- _TASK DESCRIPTION_
Beginning with the line that contains "for dy in -1..=1" in the material below, print each line exactly until the line that contains "along the normal" has been printed, then stop.
········
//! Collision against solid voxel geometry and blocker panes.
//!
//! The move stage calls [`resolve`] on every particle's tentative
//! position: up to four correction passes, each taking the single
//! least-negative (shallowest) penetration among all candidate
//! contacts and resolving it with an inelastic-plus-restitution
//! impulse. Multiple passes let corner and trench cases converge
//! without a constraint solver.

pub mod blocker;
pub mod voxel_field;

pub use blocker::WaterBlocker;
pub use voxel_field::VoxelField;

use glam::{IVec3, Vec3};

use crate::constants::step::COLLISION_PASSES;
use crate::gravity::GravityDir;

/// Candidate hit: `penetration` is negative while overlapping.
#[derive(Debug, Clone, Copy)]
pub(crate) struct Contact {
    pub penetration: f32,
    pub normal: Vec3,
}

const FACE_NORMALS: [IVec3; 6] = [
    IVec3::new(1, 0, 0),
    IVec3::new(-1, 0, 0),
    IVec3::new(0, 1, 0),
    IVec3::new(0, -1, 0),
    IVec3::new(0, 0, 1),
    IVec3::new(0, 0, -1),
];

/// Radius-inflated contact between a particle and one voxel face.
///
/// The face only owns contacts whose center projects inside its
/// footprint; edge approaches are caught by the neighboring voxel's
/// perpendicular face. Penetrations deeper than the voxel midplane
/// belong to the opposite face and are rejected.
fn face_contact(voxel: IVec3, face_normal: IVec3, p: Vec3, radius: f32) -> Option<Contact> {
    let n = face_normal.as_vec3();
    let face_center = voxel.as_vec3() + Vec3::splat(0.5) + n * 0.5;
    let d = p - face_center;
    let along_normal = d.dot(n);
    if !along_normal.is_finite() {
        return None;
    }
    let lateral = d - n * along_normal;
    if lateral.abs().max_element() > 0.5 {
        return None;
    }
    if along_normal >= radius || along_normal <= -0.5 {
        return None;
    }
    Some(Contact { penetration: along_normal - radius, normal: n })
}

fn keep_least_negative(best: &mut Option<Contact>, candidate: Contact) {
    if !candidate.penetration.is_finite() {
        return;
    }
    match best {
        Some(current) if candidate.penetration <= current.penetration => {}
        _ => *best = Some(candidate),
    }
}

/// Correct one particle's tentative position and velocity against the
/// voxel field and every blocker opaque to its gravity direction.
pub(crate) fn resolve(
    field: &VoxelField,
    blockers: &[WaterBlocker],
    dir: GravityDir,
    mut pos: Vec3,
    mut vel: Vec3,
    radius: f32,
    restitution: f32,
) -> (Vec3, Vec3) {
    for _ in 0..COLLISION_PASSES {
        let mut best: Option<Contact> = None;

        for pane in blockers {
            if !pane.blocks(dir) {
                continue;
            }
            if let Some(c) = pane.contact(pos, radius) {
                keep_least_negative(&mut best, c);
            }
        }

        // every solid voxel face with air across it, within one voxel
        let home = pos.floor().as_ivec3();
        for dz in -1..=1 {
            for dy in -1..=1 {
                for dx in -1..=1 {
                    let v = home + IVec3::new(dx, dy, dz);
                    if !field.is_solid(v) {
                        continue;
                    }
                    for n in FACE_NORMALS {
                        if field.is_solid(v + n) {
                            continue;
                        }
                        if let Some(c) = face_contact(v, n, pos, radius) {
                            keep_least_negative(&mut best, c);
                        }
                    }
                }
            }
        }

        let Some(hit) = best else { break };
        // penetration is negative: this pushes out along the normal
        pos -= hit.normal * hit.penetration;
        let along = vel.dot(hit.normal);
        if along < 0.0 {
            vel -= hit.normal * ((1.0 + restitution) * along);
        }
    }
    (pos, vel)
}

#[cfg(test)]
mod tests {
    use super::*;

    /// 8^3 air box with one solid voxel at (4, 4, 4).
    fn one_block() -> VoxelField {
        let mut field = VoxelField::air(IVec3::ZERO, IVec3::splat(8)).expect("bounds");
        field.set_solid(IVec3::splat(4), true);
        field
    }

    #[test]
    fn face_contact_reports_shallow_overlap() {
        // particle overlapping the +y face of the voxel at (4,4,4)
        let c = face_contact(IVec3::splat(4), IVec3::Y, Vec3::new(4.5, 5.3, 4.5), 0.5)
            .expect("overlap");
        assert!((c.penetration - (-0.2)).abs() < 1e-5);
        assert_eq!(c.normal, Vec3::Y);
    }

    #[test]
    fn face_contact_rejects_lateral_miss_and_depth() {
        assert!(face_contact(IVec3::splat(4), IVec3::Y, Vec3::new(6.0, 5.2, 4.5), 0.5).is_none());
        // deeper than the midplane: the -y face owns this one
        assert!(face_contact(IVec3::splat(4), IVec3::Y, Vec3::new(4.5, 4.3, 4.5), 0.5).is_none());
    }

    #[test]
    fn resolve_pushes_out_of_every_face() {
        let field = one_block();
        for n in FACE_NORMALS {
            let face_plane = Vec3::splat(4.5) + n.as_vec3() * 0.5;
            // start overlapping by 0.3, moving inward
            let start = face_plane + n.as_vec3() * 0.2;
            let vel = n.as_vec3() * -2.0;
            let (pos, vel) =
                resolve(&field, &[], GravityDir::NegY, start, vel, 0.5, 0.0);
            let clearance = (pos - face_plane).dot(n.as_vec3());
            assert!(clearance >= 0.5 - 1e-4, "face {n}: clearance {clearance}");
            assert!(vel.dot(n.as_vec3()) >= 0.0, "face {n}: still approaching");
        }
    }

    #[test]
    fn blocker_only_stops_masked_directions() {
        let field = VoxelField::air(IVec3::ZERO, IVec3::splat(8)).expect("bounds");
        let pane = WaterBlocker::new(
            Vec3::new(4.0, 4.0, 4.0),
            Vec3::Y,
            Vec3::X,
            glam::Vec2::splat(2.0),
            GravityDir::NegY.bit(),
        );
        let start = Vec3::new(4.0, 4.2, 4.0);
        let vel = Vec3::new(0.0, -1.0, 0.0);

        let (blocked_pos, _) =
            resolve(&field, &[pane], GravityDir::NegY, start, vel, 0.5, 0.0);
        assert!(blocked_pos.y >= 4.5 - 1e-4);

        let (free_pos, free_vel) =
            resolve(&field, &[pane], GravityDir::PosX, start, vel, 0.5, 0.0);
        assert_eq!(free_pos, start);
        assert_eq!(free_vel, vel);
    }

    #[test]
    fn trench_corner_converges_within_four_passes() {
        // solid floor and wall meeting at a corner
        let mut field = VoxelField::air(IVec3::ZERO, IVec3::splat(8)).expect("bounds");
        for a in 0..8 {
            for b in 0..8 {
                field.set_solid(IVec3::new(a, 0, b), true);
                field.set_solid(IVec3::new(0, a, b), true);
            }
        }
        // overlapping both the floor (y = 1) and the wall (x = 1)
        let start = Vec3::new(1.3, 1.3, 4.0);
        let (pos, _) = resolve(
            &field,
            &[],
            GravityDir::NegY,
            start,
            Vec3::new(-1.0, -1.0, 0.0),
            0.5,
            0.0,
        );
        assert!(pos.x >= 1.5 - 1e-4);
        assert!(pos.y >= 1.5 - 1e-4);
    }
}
········
- _SOLUTION TO THIS EXERCISE_
            for dy in -1..=1 {
                for dx in -1..=1 {
                    let v = home + IVec3::new(dx, dy, dz);
                    if !field.is_solid(v) {
                        continue;
                    }
                    for n in FACE_NORMALS {
                        if field.is_solid(v + n) {
                            continue;
                        }
                        if let Some(c) = face_contact(v, n, pos, radius) {
                            keep_least_negative(&mut best, c);
                        }
                    }
                }
            }
        }

        let Some(hit) = best else { break };
        // penetration is negative: this pushes out along the normal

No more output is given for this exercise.